One life opinion piece: Wildlife Conservation Day

04 December 2020

Today is Wildlife Conservation Day, a day that provides us with an opportunity to both reflect on the state of the planet from the wild animals perspective and to highlight the rarely championed actions being taken at the community level to preserve the natural environment and so protect biodiversity.

We are all aware of the devastating impact our actions are having on the natural environment. A growing human population and increased consumerism is leading to wide scale destruction of natural forests to make way for agricultural lands to grow feedstuffs for animals and products such as palm oil for our consumption.

Oceans are under threat due to large scale pollution from mega livestock farms’ discharges, international shipping and the dumping of waste products into our seas, and our riverine ecosystems are threatened due to the continued construction of hydro-electric dams and uncontrolled discharges from environmentally toxic industries.

Wild animals themselves are also directly threatened due to our desire to consume them, or to house them in our homes as collectible commodities.
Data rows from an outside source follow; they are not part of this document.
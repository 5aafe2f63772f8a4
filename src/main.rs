use clap::{Args, Parser, Subcommand};
use std::path::PathBuf;

mod config;
mod error;
mod io;
mod operators;
mod runtime;

use config::{OutputFormat, RankingConfig};

#[derive(Parser, Debug)]
#[command(name = "popu-rank")]
#[command(about = "Ranks prefectures by population change between two census years", long_about = None)]
struct Cli {
    #[command(subcommand)]
    command: Option<Commands>,
}

#[derive(Subcommand, Debug, PartialEq)]
enum Commands {
    /// Rank the regions of a population CSV (default)
    Run(RunArgs),
    /// Validate a ranking configuration
    Validate {
        /// Path to ranking YAML file
        #[arg(short, long)]
        config: PathBuf,
    },
    /// Show version information
    Version,
}

#[derive(Args, Debug, Default, PartialEq)]
struct RunArgs {
    /// Path to the population CSV (overrides the config file)
    #[arg(short, long)]
    input: Option<PathBuf>,
    /// Path to ranking YAML file
    #[arg(short, long)]
    config: Option<PathBuf>,
    /// How the ranking is printed
    #[arg(short, long, value_enum)]
    format: Option<OutputFormat>,
    /// Write a JSON run manifest to this path
    #[arg(short, long)]
    manifest: Option<PathBuf>,
}

impl RunArgs {
    fn into_config(self) -> anyhow::Result<RankingConfig> {
        let mut config = match &self.config {
            Some(path) => RankingConfig::from_yaml_file(path)?,
            None => RankingConfig::default(),
        };
        if let Some(input) = self.input {
            config.input.path = input.to_string_lossy().to_string();
        }
        if let Some(format) = self.format {
            config.output.format = format;
        }
        if let Some(manifest) = self.manifest {
            config.output.manifest = Some(manifest.to_string_lossy().to_string());
        }
        Ok(config)
    }
}

fn setup_logging() {
    env_logger::Builder::new()
        .filter_level(log::LevelFilter::Info)
        .parse_default_env()
        .format_timestamp_millis()
        .init();
}

fn main() -> anyhow::Result<()> {
    let cli = Cli::parse();
    setup_logging();

    match cli.command.unwrap_or(Commands::Run(RunArgs::default())) {
        Commands::Run(args) => {
            let config = args.into_config()?;
            let run = runtime::run_ranking(&config)?;
            println!("{}", operators::emit(&run.ranking, config.output.format)?);
        }
        Commands::Validate { config } => {
            let _config = RankingConfig::from_yaml_file(&config)?;
            println!("✓ Ranking configuration is valid");
        }
        Commands::Version => {
            println!("popu-rank version {}", env!("CARGO_PKG_VERSION"));
        }
    }

    Ok(())
}

#[cfg(test)]
mod tests {
    use super::*;

    #[test]
    fn bare_invocation_runs_with_defaults() {
        let cli = Cli::try_parse_from(["popu-rank"]).unwrap();
        assert_eq!(cli.command, None);

        let config = RunArgs::default().into_config().unwrap();
        assert_eq!(config, RankingConfig::default());
    }

    #[test]
    fn run_flags_override_config() {
        let cli = Cli::try_parse_from([
            "popu-rank", "run", "-i", "data/popu.csv", "--format", "lines", "-m", "m.json",
        ])
        .unwrap();
        let Some(Commands::Run(args)) = cli.command else {
            panic!("expected run command");
        };

        let config = args.into_config().unwrap();
        assert_eq!(config.input.path, "data/popu.csv");
        assert_eq!(config.output.format, OutputFormat::Lines);
        assert_eq!(config.output.manifest.as_deref(), Some("m.json"));
        assert_eq!(config.years, RankingConfig::default().years);
    }

    #[test]
    fn run_reads_config_file() {
        let dir = tempfile::tempdir().unwrap();
        let path = dir.path().join("ranking.yaml");
        std::fs::write(&path, "input:\n  path: other.csv\noutput:\n  format: pretty\n").unwrap();

        let args = RunArgs {
            config: Some(path),
            ..RunArgs::default()
        };
        let config = args.into_config().unwrap();
        assert_eq!(config.input.path, "other.csv");
        assert_eq!(config.output.format, OutputFormat::Pretty);
    }

    #[test]
    fn validate_requires_config() {
        assert!(Cli::try_parse_from(["popu-rank", "validate"]).is_err());
        let cli = Cli::try_parse_from(["popu-rank", "validate", "-c", "r.yaml"]).unwrap();
        assert_eq!(
            cli.command,
            Some(Commands::Validate {
                config: PathBuf::from("r.yaml")
            })
        );
    }

    #[test]
    fn rejects_unknown_format() {
        assert!(Cli::try_parse_from(["popu-rank", "run", "--format", "xml"]).is_err());
    }
}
Many trillions of both aquatic and terrestrial animals are being fished, snared, trapped and shipped to all corners of the world as commodities in both legal and illegal markets.

All of these factors continue to be an assault on wild animal populations that remain living in their natural environments. A 2019 UN Intergovernmental Science-Policy Platform on Biodiversity and Ecosystem Services report stated that ‘Nature is declining globally at rates unprecedented in human history – and the rate of species extinctions is accelerating, with grave impacts on people around the world now likely.
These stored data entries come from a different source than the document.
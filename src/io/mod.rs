use anyhow::{Context, Result};
use std::fs::File;
use std::io::{BufRead, BufReader, Read};
use std::path::Path;

/// Lazily read a text source line by line, in order. Single pass.
pub fn read_lines<R: Read + 'static>(
    reader: R,
) -> Box<dyn Iterator<Item = Result<String>>> {
    Box::new(
        BufReader::new(reader)
            .lines()
            .enumerate()
            .map(|(idx, line)| line.with_context(|| format!("Failed to read line {}", idx + 1))),
    )
}

/// Open a CSV file and return its lines.
pub fn read_data_source<P: AsRef<Path>>(
    path: P,
) -> Result<Box<dyn Iterator<Item = Result<String>>>> {
    let path = path.as_ref();
    let file =
        File::open(path).with_context(|| format!("Failed to open input file: {:?}", path))?;
    Ok(read_lines(file))
}

pub fn write_json<T: serde::Serialize, P: AsRef<Path>>(value: &T, path: P) -> Result<()> {
    let path = path.as_ref();

    // Create directory if it doesn't exist
    if let Some(parent) = path.parent() {
        if !parent.as_os_str().is_empty() {
            std::fs::create_dir_all(parent)?;
        }
    }

    let json = serde_json::to_string_pretty(value)?;
    std::fs::write(path, json).with_context(|| format!("Failed to write {:?}", path))?;
    Ok(())
}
News of environmental destruction and species loss reaches us on a  daily basis and whilst many of us are aware and in many cases actively support the efforts of international conservation bodies to protect natural lands, we rarely learn of the habitat conservation efforts of those within the local communities, living within and beside these natural environments, and the successes and struggles many are having in conserving and preserving their local ecosystems.

For more than 30 years, a community in the central Philippines has been actively involved in reforesting and protecting a mangrove site in the province of Aklan. Due to the efforts of the local community the mangrove has expanded from 50 to 220 hectares, resulting in the successful transformation of a once-barren mudflat into one of the few remaining large patches of mangrove forests in the country. Replanting the mangroves has paid off, both increasing biodiversity as well as providing a natural forest to shield the community from the extreme impacts of the typhoons that routinely tear through the Philippines.

Protecting natural forests and wildlife has been a way of life for indigenous communities inside the Similipal Biosphere in Odisha, India. In the early 70s, wildlife and forest cover of Similipal had started degrading due to rampant smuggling of illegally-felled timber with the associated loss of biodiversity due to habitat destruction and poaching activities.  Despite rampant corruption within the political system set up to protect the forest, the residents of the biosphere took action into their own hands. Their efforts have since helped enrich biodiversity inside the sanctuary, recharge water sources and have resulted in an enhanced livelihood for the residents. The community is conscious about sustainable usage of forest products and subsequent community ownership has resulted in the development of a controlled approach to forest use, resulting in self sufficiency and protection of the habitat.

The Caru Indigenous Territory within the Amozonian rainforest contains some of the last stretches of intact, contiguous forest in the state of Maranhão, Brazil. It is also under threat with some of the country’s highest rates of deforestation and land conflicts over the past decade.  It is protected by the Indigenous Guajajara people, ‘forest guardian patrols’ have been instrumental in enforcing protections and preventing loggers from entering Indigenous territories.

And their community patrols are being effective. In 2018, there was only 63 hectares (156 acres) of deforestation in the reserve, compared to 2016, when deforestation reached a high of 2,000 hectares (4,940 acres).  The Caru Indigenous Territory, has seen 4% forest loss in comparison to the state of Maranhão, which has lost almost a quarter of its tree cover since 2000, according to Global Forest Watch data

A 2018 report by the Rights and Resources Initiative, states that almost 300 billion metric tons of carbon are stored in collectively managed lands across all forest biomes, and numerous studies have found that the best way to protect forests is to empower the people who live in them, granting them land rights and legal standing.

This is especially true for Indigenous-held lands in places like Brazil. Between 2000 and 2015, legally designated Indigenous territories in Brazil saw a tenth the amount of forest loss than non-Indigenous territories.  Empowering indigenous people to protect intact forests is one of the most effective ways to conserve the habitat as well as providing a vital tool in the fight against global warming.

From these three examples it is clear that local communities around the world are instrumental in wildlife conservation and on this day we should celebrate and support their actions.